▶ Problem details
Return, from the listing that follows, each line containing the word "match".
* * * * * * *
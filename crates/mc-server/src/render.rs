//! Server-side HTML for the dashboard, overview and login pages.
//!
//! Every function here is a pure string builder over core render models;
//! user-supplied text always goes through [`escape`].

use mc_core::auth::AuthMode;
use mc_core::dashboard::{DashboardModel, OverviewRow, ProjectCard, ProjectDetail};
use mc_core::expansion::Expansion;
use mc_core::stage::SegmentState;
use std::fmt::Write;

use crate::session::CurrentSession;

pub const FRAGMENT_PATH: &str = "/fragments/dashboard";

// ---------------------------------------------------------------------------
// Encoding helpers
// ---------------------------------------------------------------------------

pub fn escape(raw: &str) -> String {
    let mut out = String::with_capacity(raw.len());
    for c in raw.chars() {
        match c {
            '&' => out.push_str("&amp;"),
            '<' => out.push_str("&lt;"),
            '>' => out.push_str("&gt;"),
            '"' => out.push_str("&quot;"),
            '\'' => out.push_str("&#39;"),
            _ => out.push(c),
        }
    }
    out
}

/// Percent-encode a query component.
pub fn encode_query(raw: &str) -> String {
    let mut out = String::with_capacity(raw.len());
    for b in raw.bytes() {
        match b {
            b'A'..=b'Z' | b'a'..=b'z' | b'0'..=b'9' | b'-' | b'_' | b'.' | b'~' => {
                out.push(b as char)
            }
            _ => {
                let _ = write!(out, "%{b:02X}");
            }
        }
    }
    out
}

/// Link target that puts the page into `expansion`.
pub fn expansion_href(base: &str, expansion: &Expansion) -> String {
    match expansion.expanded_id() {
        Some(id) => format!("{base}?expanded={}", encode_query(id)),
        None => base.to_string(),
    }
}

// ---------------------------------------------------------------------------
// Layout
// ---------------------------------------------------------------------------

pub struct Notice<'a> {
    pub text: &'a str,
    pub success: bool,
}

fn layout(title: &str, session: &CurrentSession, notice: Option<&Notice<'_>>, body: &str) -> String {
    let account = match session.email() {
        Some(email) => format!(
            r#"<span class="who">{}</span><form method="post" action="/logout"><button type="submit">Sign out</button></form>"#,
            escape(email)
        ),
        None => r#"<a href="/login">Sign in</a>"#.to_string(),
    };
    let notice = notice
        .map(|n| {
            format!(
                r#"<p class="notice {}" role="status">{}</p>"#,
                if n.success { "ok" } else { "err" },
                escape(n.text)
            )
        })
        .unwrap_or_default();
    format!(
        r#"<!DOCTYPE html>
<html lang="en">
<head>
<meta charset="utf-8">
<meta name="viewport" content="width=device-width, initial-scale=1">
<title>{title}</title>
<link rel="stylesheet" href="/assets/style.css">
</head>
<body>
<header class="top"><a class="brand" href="/">{title}</a><nav><a href="/overview">Overview</a>{account}</nav></header>
<main>
{notice}{body}
</main>
<script src="/assets/dashboard.js" defer></script>
</body>
</html>
"#,
        title = escape(title),
    )
}

// ---------------------------------------------------------------------------
// Dashboard
// ---------------------------------------------------------------------------

/// Page shell: skeleton rows plus the fragment URL the script loads once.
/// `timeout_secs` is the server's fetch timeout; the script waits a little
/// longer than that before giving up.
pub fn dashboard_page(
    title: &str,
    expansion: &Expansion,
    timeout_secs: u64,
    session: &CurrentSession,
    notice: Option<&Notice<'_>>,
) -> String {
    let skeleton = dashboard_fragment(&DashboardModel::Loading {
        placeholders: mc_core::dashboard::SKELETON_ROWS,
    });
    let body = format!(
        r#"<section id="dashboard" data-src="{}" data-timeout="{timeout_secs}" aria-busy="true">{skeleton}</section>"#,
        escape(&expansion_href(FRAGMENT_PATH, expansion)),
    );
    layout(title, session, notice, &body)
}

pub fn dashboard_fragment(model: &DashboardModel) -> String {
    match model {
        DashboardModel::Loading { placeholders } => {
            let mut out = String::from(r#"<div class="cards loading">"#);
            for _ in 0..*placeholders {
                out.push_str(r#"<div class="card skeleton"><div class="bar"></div><div class="bar short"></div></div>"#);
            }
            out.push_str("</div>");
            out
        }
        DashboardModel::Empty { message, error } => {
            let mut out = format!(r#"<p class="empty">{}</p>"#, escape(message));
            if let Some(reason) = error {
                let _ = write!(out, r#"<p class="load-error">{}</p>"#, escape(reason));
            }
            out
        }
        DashboardModel::Projects { cards } => {
            let mut out = String::from(r#"<div class="cards">"#);
            for c in cards {
                out.push_str(&card_html(c));
            }
            out.push_str("</div>");
            out
        }
    }
}

fn progress_html(card: &ProjectCard) -> String {
    let mut out = String::from(r#"<div class="progress">"#);
    for seg in &card.progress.segments {
        let _ = write!(
            out,
            r#"<span class="seg {}" style="background:{}" title="{}"></span>"#,
            match seg.state {
                SegmentState::Reached => "reached",
                SegmentState::Pending => "pending",
            },
            seg.color,
            seg.stage.label(),
        );
    }
    let _ = write!(
        out,
        r#"<span class="progress-label">{}</span></div>"#,
        escape(&card.progress.label)
    );
    out
}

fn card_html(card: &ProjectCard) -> String {
    let stage = card.stage_label.unwrap_or("Unknown stage");
    let mut out = format!(
        r#"<article class="card{expanded}" id="project-{id}" data-id="{id}" style="border-color:{color}">
<a class="card-head" href="{href}" data-toggle aria-expanded="{aria}">
<span class="icon">{icon}</span><span class="name">{name}</span><span class="stage">{stage}</span><span class="status">{status}</span>
</a>
{progress}<p class="summary">{summary}</p>"#,
        expanded = if card.expanded { " expanded" } else { "" },
        id = escape(&card.id),
        color = escape(&card.color),
        href = escape(&expansion_href("/", &card.on_click)),
        aria = card.expanded,
        icon = escape(&card.icon),
        name = escape(&card.name),
        stage = escape(stage),
        status = escape(&card.status),
        progress = progress_html(card),
        summary = escape(&card.summary),
    );
    if let Some(detail) = &card.detail {
        out.push_str(&detail_html(detail, !card.expanded));
    }
    out.push_str("</article>");
    out
}

fn detail_html(detail: &ProjectDetail, hidden: bool) -> String {
    let mut out = String::from(if hidden {
        r#"<div class="detail" hidden>"#
    } else {
        r#"<div class="detail">"#
    });
    if !detail.description.is_empty() {
        let _ = write!(out, r#"<p class="description">{}</p>"#, escape(&detail.description));
    }

    out.push_str("<dl>");
    let mut field = |label: &str, value: &str| {
        if !value.is_empty() {
            let _ = write!(out, "<dt>{}</dt><dd>{}</dd>", label, escape(value));
        }
    };
    if !detail.agent.is_empty() {
        field("Agent", &format!("{} {}", detail.agent_glyph, detail.agent));
    }
    field("Priority", &detail.priority);
    field("Started", detail.started.as_deref().unwrap_or(""));
    field("Next step", detail.next_step.as_deref().unwrap_or(""));
    field("Brief", detail.brief_path.as_deref().unwrap_or(""));
    field("Build", detail.build_path.as_deref().unwrap_or(""));
    field("App Store title", &detail.metadata.app_store_title);
    field("Subtitle", &detail.metadata.subtitle);
    field("Category", &detail.metadata.category);
    field("Keywords", &detail.metadata.keywords.join(", "));
    field("Pricing", &detail.pricing);
    out.push_str("</dl>");

    let a = &detail.assets;
    let _ = write!(
        out,
        r#"<ul class="assets"><li class="{}">Icon</li><li class="{}">Screenshots ({})</li><li class="{}">Demo video</li><li class="{}">Handoff doc</li></ul>"#,
        present(a.icon),
        present(a.screenshots > 0),
        a.screenshots,
        present(a.demo_video),
        present(a.handoff_doc),
    );

    out.push_str(r#"<ol class="timeline">"#);
    for entry in &detail.timeline {
        let _ = write!(
            out,
            r#"<li class="update {kind}"><span class="glyph">{glyph}</span><span class="agent">{agent}</span><time>{time}</time><span class="kind">{kind}</span><p>{message}</p></li>"#,
            kind = escape(&entry.kind),
            glyph = escape(&entry.glyph),
            agent = escape(&entry.agent),
            time = escape(&entry.time),
            message = escape(&entry.message),
        );
    }
    out.push_str("</ol></div>");
    out
}

fn present(flag: bool) -> &'static str {
    if flag {
        "present"
    } else {
        "missing"
    }
}

// ---------------------------------------------------------------------------
// Overview
// ---------------------------------------------------------------------------

pub fn overview_page(
    title: &str,
    rows: &[OverviewRow],
    error: Option<&str>,
    session: &CurrentSession,
) -> String {
    let mut body = String::from(r#"<h1>Overview</h1>"#);
    if let Some(e) = error {
        let _ = write!(body, r#"<p class="load-error">{}</p>"#, escape(e));
    }
    if rows.is_empty() {
        let _ = write!(
            body,
            r#"<p class="empty">{}</p>"#,
            mc_core::dashboard::EMPTY_MESSAGE
        );
    } else {
        body.push_str(r#"<div class="overview">"#);
        for row in rows {
            let _ = write!(
                body,
                r#"<article class="row" id="overview-{id}"><h2>{name}</h2><span class="status">{status}</span><p>{description}</p><p class="last">{last}</p>"#,
                id = escape(&row.id),
                name = escape(&row.name),
                status = escape(&row.status),
                description = escape(&row.description),
                last = escape(&row.last_update),
            );
            if let Some(next) = &row.next_step {
                let _ = write!(body, r#"<p class="next">Next: {}</p>"#, escape(next));
            }
            if let Some(agent) = &row.assigned_to {
                let _ = write!(body, r#"<p class="agent">Assigned to {}</p>"#, escape(agent));
            }
            body.push_str("</article>");
        }
        body.push_str("</div>");
    }
    layout(title, session, None, &body)
}
use chrono::{DateTime, Utc};
use serde::{Deserialize, Serialize};

/// Which side of the conversation produced a transcript entry.
#[derive(Debug, Clone, Copy, PartialEq, Eq, Serialize, Deserialize)]
pub enum Speaker {
    User,
    Model,
}

/// One finalized transcript turn. Immutable once appended to the history.
#[derive(Debug, Clone, Serialize, Deserialize)]
pub struct TranscriptEntry {
    pub speaker: Speaker,
    pub text: String,
    /// When the turn was finalized
    pub timestamp: DateTime<Utc>,
}

/// Accumulates transcription fragments until a turn-complete marker.
///
/// One running buffer per direction; at most one partial entry per
/// direction exists at any time. `end_turn` emits each non-empty buffer
/// as a finalized entry (user before model) and clears both.
#[derive(Debug, Default)]
pub struct TranscriptAccumulator {
    user: String,
    model: String,
}

impl TranscriptAccumulator {
    pub fn new() -> Self {
        Self::default()
    }

    /// Append a fragment of the user's speech.
    pub fn append_user(&mut self, fragment: &str) {
        self.user.push_str(fragment);
    }

    /// Append a fragment of the model's speech.
    pub fn append_model(&mut self, fragment: &str) {
        self.model.push_str(fragment);
    }

    /// Current partial text for the user direction.
    pub fn partial_user(&self) -> &str {
        &self.user
    }

    /// Current partial text for the model direction.
    pub fn partial_model(&self) -> &str {
        &self.model
    }

    /// Finalize the turn: flush non-empty buffers in user-then-model
    /// order and clear both.
    pub fn end_turn(&mut self) -> Vec<TranscriptEntry> {
        let now = Utc::now();
        let mut entries = Vec::new();

        if !self.user.is_empty() {
            entries.push(TranscriptEntry {
                speaker: Speaker::User,
                text: std::mem::take(&mut self.user),
                timestamp: now,
            });
        }
        if !self.model.is_empty() {
            entries.push(TranscriptEntry {
                speaker: Speaker::Model,
                text: std::mem::take(&mut self.model),
                timestamp: now,
            });
        }

        entries
    }
}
* * * * * * *
▶ Answer section
        match c {
        match b {
    match expansion.expanded_id() {
    let account = match session.email() {
    match model {
            match seg.state {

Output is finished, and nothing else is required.